*** Begin section ***
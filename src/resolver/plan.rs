// src/resolver/plan.rs

//! Resolution result data structures
//!
//! Contains the output handed to build-file generators.

use crate::universe::{PackageChecksum, PackageId, Universe};
use serde::Serialize;
use std::fmt;

/// Result of dependency resolution: one package per name, sorted by name
#[derive(Debug, Clone, PartialEq, Eq, Serialize)]
pub struct Resolution {
    pub packages: Vec<ResolvedPackage>,
}

/// A selected package
#[derive(Debug, Clone, PartialEq, Eq, Serialize)]
pub struct ResolvedPackage {
    pub name: String,
    pub arch: String,
    pub epoch: u64,
    pub version: String,
    #[serde(skip_serializing_if = "Option::is_none")]
    pub release: Option<String>,
    #[serde(skip_serializing_if = "Option::is_none")]
    pub checksum: Option<PackageChecksum>,
    #[serde(skip_serializing_if = "Option::is_none")]
    pub location: Option<String>,
    pub repository: String,
}

impl ResolvedPackage {
    fn from_universe(universe: &Universe, id: PackageId) -> Self {
        let package = universe.package(id);
        Self {
            name: package.name.clone(),
            arch: package.arch.clone(),
            epoch: package.version.epoch,
            version: package.version.version.clone(),
            release: package.version.release.clone(),
            checksum: package.checksum.clone(),
            location: package.location_href.clone(),
            repository: package.repository.clone(),
        }
    }

    /// `[epoch:]version[-release]`
    pub fn evr(&self) -> String {
        let mut evr = String::new();
        if self.epoch > 0 {
            evr.push_str(&format!("{}:", self.epoch));
        }
        evr.push_str(&self.version);
        if let Some(release) = &self.release {
            evr.push('-');
            evr.push_str(release);
        }
        evr
    }
}

impl fmt::Display for ResolvedPackage {
    fn fmt(&self, f: &mut fmt::Formatter<'_>) -> fmt::Result {
        write!(f, "{}-{}.{}", self.name, self.evr(), self.arch)
    }
}

impl Resolution {
    /// Build from the selected package ids, sorting by name
    pub(crate) fn from_selection(universe: &Universe, selection: &[PackageId]) -> Self {
        let mut packages: Vec<ResolvedPackage> = selection
            .iter()
            .map(|id| ResolvedPackage::from_universe(universe, *id))
            .collect();
        packages.sort_by(|a, b| a.name.cmp(&b.name).then_with(|| a.arch.cmp(&b.arch)));
        Self { packages }
    }

    pub fn len(&self) -> usize {
        self.packages.len()
    }

    pub fn is_empty(&self) -> bool {
        self.packages.is_empty()
    }

    pub fn get(&self, name: &str) -> Option<&ResolvedPackage> {
        self.packages.iter().find(|p| p.name == name)
    }

    pub fn names(&self) -> impl Iterator<Item = &str> {
        self.packages.iter().map(|p| p.name.as_str())
    }

    pub fn to_json(&self) -> serde_json::Result<String> {
        serde_json::to_string_pretty(self)
    }
}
*** End section ***
* [Work instruction]
In the material above, show every line where the word "selection" turns up.

* [Exercise answer]
    pub(crate) fn from_selection(universe: &Universe, selection: &[PackageId]) -> Self {
        let mut packages: Vec<ResolvedPackage> = selection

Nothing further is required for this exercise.